Figure 7: A schematic depiction of a plausible role of zinc in melanoma progression.

Marginal parts of tumour border with a reactive zone of an adjacent healthy tissue. In these parts of melanoma, frequent necroses, a presence of H₂O₂ and elevation of malondialdehyde (MDA) can be found. (A) High zinc in marginal sections of melanoma may indicate a physiological defence of zinc-containing antioxidant molecules against the potential danger of ongoing oxidative stress.
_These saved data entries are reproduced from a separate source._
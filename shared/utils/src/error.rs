use serde::{Deserialize, Serialize};
use thiserror::Error;

use pharmreturn_models::FormStatus;

#[derive(Error, Debug, Clone, Serialize, Deserialize)]
pub enum ComplianceError {
    #[error("Validation error: {field} - {message}")]
    Validation { field: String, message: String },

    #[error("Configuration error: {message}")]
    Configuration { message: String },

    #[error("Serialization error: {message}")]
    Serialization { message: String },

    #[error("I/O error: {message}")]
    Io { message: String },

    #[error("Export error: {message}")]
    Export { message: String },

    #[error("Not found: {resource}")]
    NotFound { resource: String },

    #[error("Invalid status transition: {from} -> {to}")]
    InvalidTransition { from: FormStatus, to: FormStatus },

    #[error("Internal error: {message}")]
    Internal { message: String },
}

impl ComplianceError {
    pub fn validation(field: impl Into<String>, message: impl Into<String>) -> Self {
        Self::Validation {
            field: field.into(),
            message: message.into(),
        }
    }

    pub fn configuration(message: impl Into<String>) -> Self {
        Self::Configuration {
            message: message.into(),
        }
    }

    pub fn serialization(message: impl Into<String>) -> Self {
        Self::Serialization {
            message: message.into(),
        }
    }

    pub fn export(message: impl Into<String>) -> Self {
        Self::Export {
            message: message.into(),
        }
    }

    pub fn not_found(resource: impl Into<String>) -> Self {
        Self::NotFound {
            resource: resource.into(),
        }
    }

    pub fn invalid_transition(from: FormStatus, to: FormStatus) -> Self {
        Self::InvalidTransition { from, to }
    }

    pub fn internal(message: impl Into<String>) -> Self {
        Self::Internal {
            message: message.into(),
        }
    }

    pub fn error_code(&self) -> &'static str {
        match self {
            Self::Validation { .. } => "VALIDATION_ERROR",
            Self::Configuration { .. } => "CONFIGURATION_ERROR",
            Self::Serialization { .. } => "SERIALIZATION_ERROR",
            Self::Io { .. } => "IO_ERROR",
            Self::Export { .. } => "EXPORT_ERROR",
            Self::NotFound { .. } => "NOT_FOUND",
            Self::InvalidTransition { .. } => "INVALID_TRANSITION",
            Self::Internal { .. } => "INTERNAL_ERROR",
        }
    }

    /// Process exit code used by the command line tools (sysexits.h values).
    pub fn exit_code(&self) -> i32 {
        match self {
            Self::Validation { .. } => 65,
            Self::Serialization { .. } => 65,
            Self::NotFound { .. } => 66,
            Self::InvalidTransition { .. } => 65,
            Self::Io { .. } => 74,
            Self::Export { .. } => 73,
            Self::Configuration { .. } => 78,
            Self::Internal { .. } => 70,
        }
    }
}

pub type ComplianceResult<T> = Result<T, ComplianceError>;

#[derive(Debug, Serialize, Deserialize)]
pub struct ErrorResponse {
    pub error: String,
    pub code: String,
    pub message: String,
    pub details: Option<serde_json::Value>,
}

impl From<ComplianceError> for ErrorResponse {
    fn from(error: ComplianceError) -> Self {
        let details = match &error {
            ComplianceError::Validation { field, .. } => Some(serde_json::json!({ "field": field })),
            _ => None,
        };

        Self {
            error: error.to_string(),
            code: error.error_code().to_string(),
            message: error.to_string(),
            details,
        }
    }
}

// Conversion from common error types
impl From<serde_json::Error> for ComplianceError {
    fn from(error: serde_json::Error) -> Self {
        Self::serialization(error.to_string())
    }
}

impl From<std::io::Error> for ComplianceError {
    fn from(error: std::io::Error) -> Self {
        Self::Io {
            message: error.to_string(),
        }
    }
}

impl From<config::ConfigError> for ComplianceError {
    fn from(error: config::ConfigError) -> Self {
        Self::configuration(error.to_string())
    }
}

impl From<csv::Error> for ComplianceError {
    fn from(error: csv::Error) -> Self {
        Self::export(error.to_string())
    }
}

impl From<handlebars::RenderError> for ComplianceError {
    fn from(error: handlebars::RenderError) -> Self {
        Self::export(error.to_string())
    }
}

impl From<handlebars::TemplateError> for ComplianceError {
    fn from(error: handlebars::TemplateError) -> Self {
        Self::internal(error.to_string())
    }
}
Although intralesional regions of melanomas generally exhibit hypozincemia status, oxidative stress in reactive zones/marginal parts interface can likely result in an oxidative stress-triggered transport of zinc-containing antioxidant molecules from adjacent healthy tissue and temporary accumulation of zinc. (B) Physiologically, an expression of melanosomes is regulated by microphthalmia-associated transcription factor gene (MITF) and phosphorylation (P) of the homonymous MITF-encoded protein (Mitf). (C) Translated melanosomes are the place for entire melanin synthesis, starting by action of tyrosinase, producing L-3,4-dihydroxyphenylalanine (DOPA) from tyrosine (Tyr). Tyrosinase further produces DOPA quinone from DOPA. DOPA quinone can be converted through a sequence of reactions to various types of melanins (black and brown eumelanins or red to yellow pheomelanin). (D) Noteworthy, another plausible reason for the free radicals formation in melanoma is a presence of abnormal and incomplete melanosomes, causing a significant leakage of the reactive melanin prescursors, causing oxidative stress in the pigmented tumours through redox cycling and an accumulation of zinc ions originating from antioxidant molecules from adjacent tissues as a kind of physiological protection.